We Have Serious Strategic Counterintelligence Problems
By Michael Tanji | September 19, 2007
Wars today are primarily intelligence battles. There is no spot on the planet the US military cannot destroy: the trick is figuring out which spot to target. Cruise missile, JDAM or ICBM: someone has to program in the target coordinates, and those coordinates have to come from an intelligence source of one sort or another.
The intelligence wars in Afghanistan and Iraq have shifted from the strategic: trying to find out what was going on prior to the outbreak of hostilities; to primarily tactical: gathering information to feed current operations. Our government’s response to this demand has been fairly well covered, with the creation of new defense human intelligence (HUMINT) capabilities to the adoption of HUMINT tradecraft by US special operations forces.
But as recently reported, we still have a very serious strategic intelligence problem to deal with, and the government’s response to the problem does not leave one feeling confident that we are up to the challenge.
From President Putin on down through the government hierarchy, all the key players in Russia are noted for their affiliation with the Russian (or previously Soviet) intelligence services. In fact the country was recently labeled a “neo-KGB state”. DNI McConnell is only the most recent US intelligence official to testify that Russian espionage activity is approaching cold war heights. At their peak, you may recall, the Russians penetrated both the FBI and CIA.
China’s espionage activities against the US are also at an all-time high, though the methodology used by the Chinese differs slightly from their former Soviet cousins. In addition to sending actual intelligence officers to the US under various forms of cover the Chinese may actively or passively use any citizen that visits or works in the US as a potential source. Businessmen, scientists and even our own defense and intelligence officials are obvious sources of immediately valuable information, but a student or tourist who shares seemingly benign information about their travels to an “immigration” official may in reality be providing another puzzle piece to an aggregate picture the PRC may have been assembling for years.
Counterintelligence (CI) – the discipline that focuses on identifying and defeating foreign intelligence threats – has long been a step-child in an intelligence community focused on collecting positive intelligence against foreign targets. The National Counterintelligence Executive was created in 2001 and was supposed to bolster CI activities and provide the discipline with additional clout. That lasted only a few years, with the NCIX now housed under the Office of the Director of National Intelligence. In a community that values autonomy as much as most of us value our limbs, this effectively means that CI is now back under the watchful eye of those who do not hold it in much esteem.
Technically speaking, success in counterintelligence means having nothing to report (read: no penetrations by hostile forces) but proving a negative also means not having metrics to point to when it is time to justify your agency budget. So success is re-defined by the number of spies that are rooted out and prosecuted. In reality these are merely indications of how weak our defenses against foreign intelligence services truly are, or in Orwellian terms: failure = success.

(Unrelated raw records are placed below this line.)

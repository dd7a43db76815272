use std::path::{Path, PathBuf};

use anyhow::Result;
use image::{buffer::ConvertBuffer, ImageBuffer, Rgb, Rgb32FImage};

use super::FinalOutput;

pub struct FileOutput {
    pub ldr_path: PathBuf,
    pub hdr_path: Option<PathBuf>,
}

fn create_parent_dir(path: &Path) -> Result<()> {
    if let Some(parent) = path.parent() {
        std::fs::create_dir_all(parent)?;
    }
    Ok(())
}

impl FinalOutput for FileOutput {
    fn commit(&self, image: &Rgb32FImage) -> Result<()> {
        if let Some(ref hdr_path) = self.hdr_path {
            create_parent_dir(hdr_path)?;
            log::info!("Saving HDR image to {}", hdr_path.display());
            image.save(hdr_path)?;
        }

        let convert_rgb = ConvertBuffer::<ImageBuffer<Rgb<u8>, Vec<u8>>>::convert;
        create_parent_dir(&self.ldr_path)?;
        log::info!("Saving LDR image to {}", self.ldr_path.display());
        convert_rgb(image).save(&self.ldr_path)?;

        Ok(())
    }
}
//! Surface description used by the Phong-like local illumination model.

use crate::color::Rgb;

/// How a surface reacts to light.
///
/// Energy conservation between the diffuse, reflected and refracted parts is not enforced.
#[derive(Debug, Clone, Copy, PartialEq)]
pub struct Material {
    /// Added once per shading point, independent of lights and shadows
    pub ambient: Rgb,
    pub diffuse: Rgb,
    pub specular: Rgb,
    /// Exponent of the specular lobe, the higher the sharper
    pub shininess: f32,
    /// 0 is no reflection, 1 is a perfect mirror
    pub reflection: f32,
    /// 0 is opaque, transmissive otherwise
    pub refraction: f32,
    /// Refractive index inside the object
    pub in_refractive_index: f32,
    /// Refractive index outside the object
    pub out_refractive_index: f32,
}

impl Default for Material {
    fn default() -> Self {
        Self {
            ambient: Rgb::gray(0.0),
            diffuse: Rgb::gray(0.0),
            specular: Rgb::gray(0.0),
            shininess: 1.0,
            reflection: 0.0,
            refraction: 0.0,
            in_refractive_index: 1.0,
            out_refractive_index: 1.0,
        }
    }
}

impl Material {
    /// Weight of the local illumination for secondary rays
    pub fn diffusion(&self) -> f32 {
        (1.0 - self.reflection - self.refraction).max(0.0)
    }

    /// Linear interpolation between `a` (`t = 0`) and `b` (`t = 1`)
    pub fn mix(t: f32, a: &Material, b: &Material) -> Material {
        let lerp = |x: f32, y: f32| (1.0 - t) * x + t * y;
        Material {
            ambient: a.ambient.lerp(b.ambient, t),
            diffuse: a.diffuse.lerp(b.diffuse, t),
            specular: a.specular.lerp(b.specular, t),
            shininess: lerp(a.shininess, b.shininess),
            reflection: lerp(a.reflection, b.reflection),
            refraction: lerp(a.refraction, b.refraction),
            in_refractive_index: lerp(a.in_refractive_index, b.in_refractive_index),
            out_refractive_index: lerp(a.out_refractive_index, b.out_refractive_index),
        }
    }

    pub fn white_plastic() -> Self {
        Self {
            ambient: Rgb::gray(0.1),
            diffuse: Rgb::gray(0.7),
            specular: Rgb::gray(1.0),
            shininess: 5.0,
            ..Default::default()
        }
    }

    pub fn red_plastic() -> Self {
        Self {
            ambient: Rgb::from_array([0.1, 0.0, 0.0]),
            diffuse: Rgb::from_array([0.85, 0.05, 0.05]),
            specular: Rgb::gray(1.0),
            shininess: 5.0,
            ..Default::default()
        }
    }

    pub fn glass() -> Self {
        Self {
            ambient: Rgb::gray(0.0),
            diffuse: Rgb::gray(0.95),
            specular: Rgb::gray(1.0),
            shininess: 80.0,
            reflection: 0.02,
            refraction: 0.98,
            in_refractive_index: 1.5,
            out_refractive_index: 1.0,
        }
    }

    pub fn mirror() -> Self {
        Self {
            ambient: Rgb::gray(0.0),
            diffuse: Rgb::gray(0.0),
            specular: Rgb::gray(1.0),
            shininess: 80.0,
            reflection: 0.98,
            ..Default::default()
        }
    }

    pub fn bronze() -> Self {
        Self {
            ambient: Rgb::from_array([0.1, 0.1, 0.0]),
            diffuse: Rgb::from_array([0.8, 0.6, 0.0]),
            specular: Rgb::from_array([1.0, 1.0, 0.98]),
            shininess: 100.0,
            reflection: 0.5,
            ..Default::default()
        }
    }

    pub fn emerald() -> Self {
        Self {
            ambient: Rgb::from_array([0.0, 0.1, 0.0]),
            diffuse: Rgb::from_array([0.2, 1.0, 0.2]),
            specular: Rgb::gray(0.9),
            shininess: 20.0,
            reflection: 0.2,
            refraction: 0.4,
            in_refractive_index: 1.5,
            out_refractive_index: 1.0,
        }
    }

    pub fn black_matter() -> Self {
        Self {
            ambient: Rgb::gray(0.0),
            diffuse: Rgb::gray(0.01),
            specular: Rgb::gray(0.1),
            shininess: 5.0,
            ..Default::default()
        }
    }
}
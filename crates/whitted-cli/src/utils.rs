use core::fmt::Display;

use clap::ValueEnum;
use whitted::{
    background::{Background, SkyBackground, UniformBackground},
    camera::ViewBox,
    color,
    integrators::{BasicIntegrator, Integrator, WhittedIntegrator},
    scene::{
        examples::{EmptyScene, ExampleScene, GlassScene, HallScene, SpheresScene},
        Scene,
    },
    ConfigError,
};

#[derive(Debug, Default, Clone, Copy, ValueEnum)]
pub enum AvailableScene {
    #[default]
    Spheres,
    Glass,
    Hall,
    Empty,
}

impl AvailableScene {
    pub fn build(self) -> Result<Scene, ConfigError> {
        match self {
            AvailableScene::Spheres => SpheresScene::build(),
            AvailableScene::Glass => GlassScene::build(),
            AvailableScene::Hall => HallScene::build(),
            AvailableScene::Empty => EmptyScene::build(),
        }
    }

    pub fn view_box(self, aspect_ratio: f32) -> ViewBox {
        match self {
            AvailableScene::Spheres => SpheresScene::view_box(aspect_ratio),
            AvailableScene::Glass => GlassScene::view_box(aspect_ratio),
            AvailableScene::Hall => HallScene::view_box(aspect_ratio),
            AvailableScene::Empty => EmptyScene::view_box(aspect_ratio),
        }
    }
}

#[derive(Default, Debug, Clone, Copy, ValueEnum, PartialEq, Eq, Hash)]
pub enum AvailableIntegrator {
    Basic,
    #[default]
    Whitted,
}

impl AvailableIntegrator {
    pub fn build(self, max_depth: u32) -> Box<dyn Integrator> {
        match self {
            AvailableIntegrator::Basic => Box::new(BasicIntegrator),
            AvailableIntegrator::Whitted => Box::new(WhittedIntegrator { max_depth }),
        }
    }
}

#[derive(Default, Debug, Clone, Copy, ValueEnum, PartialEq, Eq, Hash)]
pub enum AvailableBackground {
    #[default]
    Sky,
    Black,
}

impl From<AvailableBackground> for Box<dyn Background> {
    fn from(val: AvailableBackground) -> Self {
        match val {
            AvailableBackground::Sky => Box::<SkyBackground>::default(),
            AvailableBackground::Black => Box::new(UniformBackground(color::BLACK)),
        }
    }
}

#[derive(Copy, Clone, Debug, PartialEq, Eq)]
pub struct Dimensions {
    pub width: u32,
    pub height: u32,
}

impl Dimensions {
    pub fn aspect_ratio(&self) -> f32 {
        self.width as f32 / self.height as f32
    }
}

impl std::str::FromStr for Dimensions {
    type Err = anyhow::Error;

    fn from_str(s: &str) -> Result<Self, Self::Err> {
        let Some((a, b)) = s.split_once('x') else {
            return Err(anyhow::anyhow!("Incorrect format, see help"));
        };
        let width: u32 = a.parse()?;
        let height: u32 = b.parse()?;

        Ok(Dimensions { width, height })
    }
}

impl Display for Dimensions {
    fn fmt(&self, f: &mut std::fmt::Formatter<'_>) -> std::fmt::Result {
        f.write_fmt(format_args!("{}x{}", self.width, self.height))
    }
}

#[cfg(test)]
mod tests {
    use super::Dimensions;

    #[test]
    fn parse_dimensions() {
        let d: Dimensions = "800x600".parse().unwrap();
        assert_eq!(
            d,
            Dimensions {
                width: 800,
                height: 600
            }
        );
        assert_eq!(d.to_string(), "800x600");

        assert!("800".parse::<Dimensions>().is_err());
        assert!("800x".parse::<Dimensions>().is_err());
        assert!("axb".parse::<Dimensions>().is_err());
        assert!("-3x4".parse::<Dimensions>().is_err());
    }
}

Being able to identify and neutralize intelligence threats before they compromise our security is paramount in an age when information is more important than any given weapons platform. That the Russian space shuttle looks suspiciously like our own; that Chinese space launch vehicles look suspiciously like our own; are merely the large, overt signs of how much we have ceded key aspects of our national security.
Our political leadership should be encouraging the community to move forthrightly to buttress our counterintelligence capabilities by leveraging the full spectrum of resources at hand. We should be organized in a manner that is representative of the various threats to our national security, resourced to deal with the increased collection efforts , and adopting a dramatically more robust and aggressive posture against adversaries old and new. Defending the United States is seldom a matter of arms, while it is always a matter of preparedness. More pointedly, it is a duty we cannot afford to shirk lest the Americans currently in harm’s way overseas be placed in greater danger due to our inattention to more discrete assaults back home.